___ RECORDS TO USE

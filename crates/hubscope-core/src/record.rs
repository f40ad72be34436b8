//! Directory records.
//!
//! Field names follow the GitHub REST API wire format so both records can be
//! deserialized straight from response bodies. Candidate lists are replaced
//! wholesale on every new result set; nothing here is diffed incrementally.

use serde::{Deserialize, Serialize};

/// One matching user returned by an incremental search.
///
/// `id` is the stable unique identifier; `login` is the primary label shown
/// in result lists. The remaining fields are optional detail the search
/// endpoint may or may not populate.
#[derive(Debug, Clone, PartialEq, Eq, Serialize, Deserialize)]
pub struct Candidate {
    /// Stable unique identifier.
    pub id: u64,
    /// Account login, the primary display label.
    pub login: String,
    /// Avatar image URL.
    #[serde(default)]
    pub avatar_url: String,
    /// Profile page URL.
    #[serde(default)]
    pub html_url: String,
    /// Public repository count (detail endpoint only).
    #[serde(default)]
    pub public_repos: u64,
    /// Follower count (detail endpoint only).
    #[serde(default)]
    pub followers: u64,
    /// Following count (detail endpoint only).
    #[serde(default)]
    pub following: u64,
    /// Display name, if the user set one.
    #[serde(default)]
    pub name: Option<String>,
    /// Profile bio.
    #[serde(default)]
    pub bio: Option<String>,
    /// Company affiliation.
    #[serde(default)]
    pub company: Option<String>,
    /// Location string.
    #[serde(default)]
    pub location: Option<String>,
}

impl Candidate {
    /// Create a minimal candidate with just an id and login.
    ///
    /// Handy in tests and anywhere the optional detail fields are irrelevant.
    #[must_use]
    pub fn new(id: u64, login: impl Into<String>) -> Self {
        Self {
            id,
            login: login.into(),
            avatar_url: String::new(),
            html_url: String::new(),
            public_repos: 0,
            followers: 0,
            following: 0,
            name: None,
            bio: None,
            company: None,
            location: None,
        }
    }
}

/// One repository belonging to a committed candidate.
#[derive(Debug, Clone, PartialEq, Eq, Serialize, Deserialize)]
pub struct Repo {
    /// Stable unique identifier.
    pub id: u64,
    /// Short repository name.
    pub name: String,
    /// `owner/name` form.
    pub full_name: String,
    /// Repository description.
    #[serde(default)]
    pub description: Option<String>,
    /// Repository page URL.
    #[serde(default)]
    pub html_url: String,
    /// Star count.
    #[serde(default)]
    pub stargazers_count: u64,
    /// Fork count.
    #[serde(default)]
    pub forks_count: u64,
    /// Primary language, if detected.
    #[serde(default)]
    pub language: Option<String>,
    /// Last update timestamp (RFC 3339).
    #[serde(default)]
    pub updated_at: String,
    /// Whether the repository is private.
    #[serde(default)]
    pub private: bool,
}
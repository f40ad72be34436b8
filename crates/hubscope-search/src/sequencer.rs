//! Query sequencer tokens.
//!
//! Each triggered search mints a [`RequestToken`]; only the response
//! carrying the most recently minted token may update visible state.
//! Last-writer-wins is decided by issuance order, never by arrival order or
//! timestamps — the token comparison is the sole arbiter between
//! overlapping in-flight requests.

/// Opaque identity of one triggered search.
#[derive(Debug, Clone, Copy, PartialEq, Eq, PartialOrd, Ord, Hash)]
pub struct RequestToken(u64);

/// Mints tokens and arbitrates response application.
#[derive(Debug, Clone, Copy, Default)]
pub struct QuerySequencer {
    latest: u64,
}

impl QuerySequencer {
    /// Create a sequencer with no searches issued.
    #[must_use]
    pub fn new() -> Self {
        Self::default()
    }

    /// Mint the token for a newly triggered search.
    ///
    /// Minting supersedes every previously issued token.
    pub fn mint(&mut self) -> RequestToken {
        self.latest += 1;
        RequestToken(self.latest)
    }

    /// Whether a response bearing `token` may be applied.
    #[must_use]
    pub fn is_current(&self, token: RequestToken) -> bool {
        token.0 == self.latest && self.latest != 0
    }

    /// The most recently minted token, if any search was triggered.
    #[must_use]
    pub fn latest(&self) -> Option<RequestToken> {
        (self.latest != 0).then_some(RequestToken(self.latest))
    }
}

#[cfg(test)]
mod tests {
    use super::*;

    #[test]
    fn minting_supersedes_prior_tokens() {
        let mut seq = QuerySequencer::new();
        let first = seq.mint();
        assert!(seq.is_current(first));
        let second = seq.mint();
        assert!(!seq.is_current(first));
        assert!(seq.is_current(second));
    }

    #[test]
    fn tokens_increase_monotonically() {
        let mut seq = QuerySequencer::new();
        let a = seq.mint();
        let b = seq.mint();
        let c = seq.mint();
        assert!(a < b && b < c);
    }

    #[test]
    fn no_token_is_current_before_first_mint() {
        let mut minter = QuerySequencer::new();
        let token = minter.mint();
        let fresh = QuerySequencer::new();
        assert!(!fresh.is_current(token));
        assert_eq!(fresh.latest(), None);
    }
}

______

Retype the material in full, keeping each line exactly as it is.

filename crates/hubscope-core/src/record.rs
repository f40ad72be34436b8
//! Directory records.
//!
//! Field names follow the GitHub REST API wire format so both records can be
//! deserialized straight from response bodies. Candidate lists are replaced
//! wholesale on every new result set; nothing here is diffed incrementally.

use serde::{Deserialize, Serialize};

/// One matching user returned by an incremental search.
///
/// `id` is the stable unique identifier; `login` is the primary label shown
/// in result lists. The remaining fields are optional detail the search
/// endpoint may or may not populate.
#[derive(Debug, Clone, PartialEq, Eq, Serialize, Deserialize)]
pub struct Candidate {
    /// Stable unique identifier.
    pub id: u64,
    /// Account login, the primary display label.
    pub login: String,
    /// Avatar image URL.
    #[serde(default)]
    pub avatar_url: String,
    /// Profile page URL.
    #[serde(default)]
    pub html_url: String,
    /// Public repository count (detail endpoint only).
    #[serde(default)]
    pub public_repos: u64,
    /// Follower count (detail endpoint only).
    #[serde(default)]
    pub followers: u64,
    /// Following count (detail endpoint only).
    #[serde(default)]
    pub following: u64,
    /// Display name, if the user set one.
    #[serde(default)]
    pub name: Option<String>,
    /// Profile bio.
    #[serde(default)]
    pub bio: Option<String>,
    /// Company affiliation.
    #[serde(default)]
    pub company: Option<String>,
    /// Location string.
    #[serde(default)]
    pub location: Option<String>,
}

impl Candidate {
    /// Create a minimal candidate with just an id and login.
    ///
    /// Handy in tests and anywhere the optional detail fields are irrelevant.
    #[must_use]
    pub fn new(id: u64, login: impl Into<String>) -> Self {
        Self {
            id,
            login: login.into(),
            avatar_url: String::new(),
            html_url: String::new(),
            public_repos: 0,
            followers: 0,
            following: 0,
            name: None,
            bio: None,
            company: None,
            location: None,
        }
    }
}

/// One repository belonging to a committed candidate.
#[derive(Debug, Clone, PartialEq, Eq, Serialize, Deserialize)]
pub struct Repo {
    /// Stable unique identifier.
    pub id: u64,
    /// Short repository name.
    pub name: String,
    /// `owner/name` form.
    pub full_name: String,
    /// Repository description.
    #[serde(default)]
    pub description: Option<String>,
    /// Repository page URL.
    #[serde(default)]
    pub html_url: String,
    /// Star count.
    #[serde(default)]
    pub stargazers_count: u64,
    /// Fork count.
    #[serde(default)]
    pub forks_count: u64,
    /// Primary language, if detected.
    #[serde(default)]
    pub language: Option<String>,
    /// Last update timestamp (RFC 3339).
    #[serde(default)]
    pub updated_at: String,
    /// Whether the repository is private.
    #[serde(default)]
    pub private: bool,
}
repository f40ad72be34436b8
filename crates/hubscope-search/src/sequencer.rs
//! Query sequencer tokens.
//!
//! Each triggered search mints a [`RequestToken`]; only the response
//! carrying the most recently minted token may update visible state.
//! Last-writer-wins is decided by issuance order, never by arrival order or
//! timestamps — the token comparison is the sole arbiter between
//! overlapping in-flight requests.

/// Opaque identity of one triggered search.
#[derive(Debug, Clone, Copy, PartialEq, Eq, PartialOrd, Ord, Hash)]
pub struct RequestToken(u64);

/// Mints tokens and arbitrates response application.
#[derive(Debug, Clone, Copy, Default)]
pub struct QuerySequencer {
    latest: u64,
}

impl QuerySequencer {
    /// Create a sequencer with no searches issued.
    #[must_use]
    pub fn new() -> Self {
        Self::default()
    }

    /// Mint the token for a newly triggered search.
    ///
    /// Minting supersedes every previously issued token.
    pub fn mint(&mut self) -> RequestToken {
        self.latest += 1;
        RequestToken(self.latest)
    }

    /// Whether a response bearing `token` may be applied.
    #[must_use]
    pub fn is_current(&self, token: RequestToken) -> bool {
        token.0 == self.latest && self.latest != 0
    }

    /// The most recently minted token, if any search was triggered.
    #[must_use]
    pub fn latest(&self) -> Option<RequestToken> {
        (self.latest != 0).then_some(RequestToken(self.latest))
    }
}

#[cfg(test)]
mod tests {
    use super::*;

    #[test]
    fn minting_supersedes_prior_tokens() {
        let mut seq = QuerySequencer::new();
        let first = seq.mint();
        assert!(seq.is_current(first));
        let second = seq.mint();
        assert!(!seq.is_current(first));
        assert!(seq.is_current(second));
    }

    #[test]
    fn tokens_increase_monotonically() {
        let mut seq = QuerySequencer::new();
        let a = seq.mint();
        let b = seq.mint();
        let c = seq.mint();
        assert!(a < b && b < c);
    }

    #[test]
    fn no_token_is_current_before_first_mint() {
        let mut minter = QuerySequencer::new();
        let token = minter.mint();
        let fresh = QuerySequencer::new();
        assert!(!fresh.is_current(token));
        assert_eq!(fresh.latest(), None);
    }
}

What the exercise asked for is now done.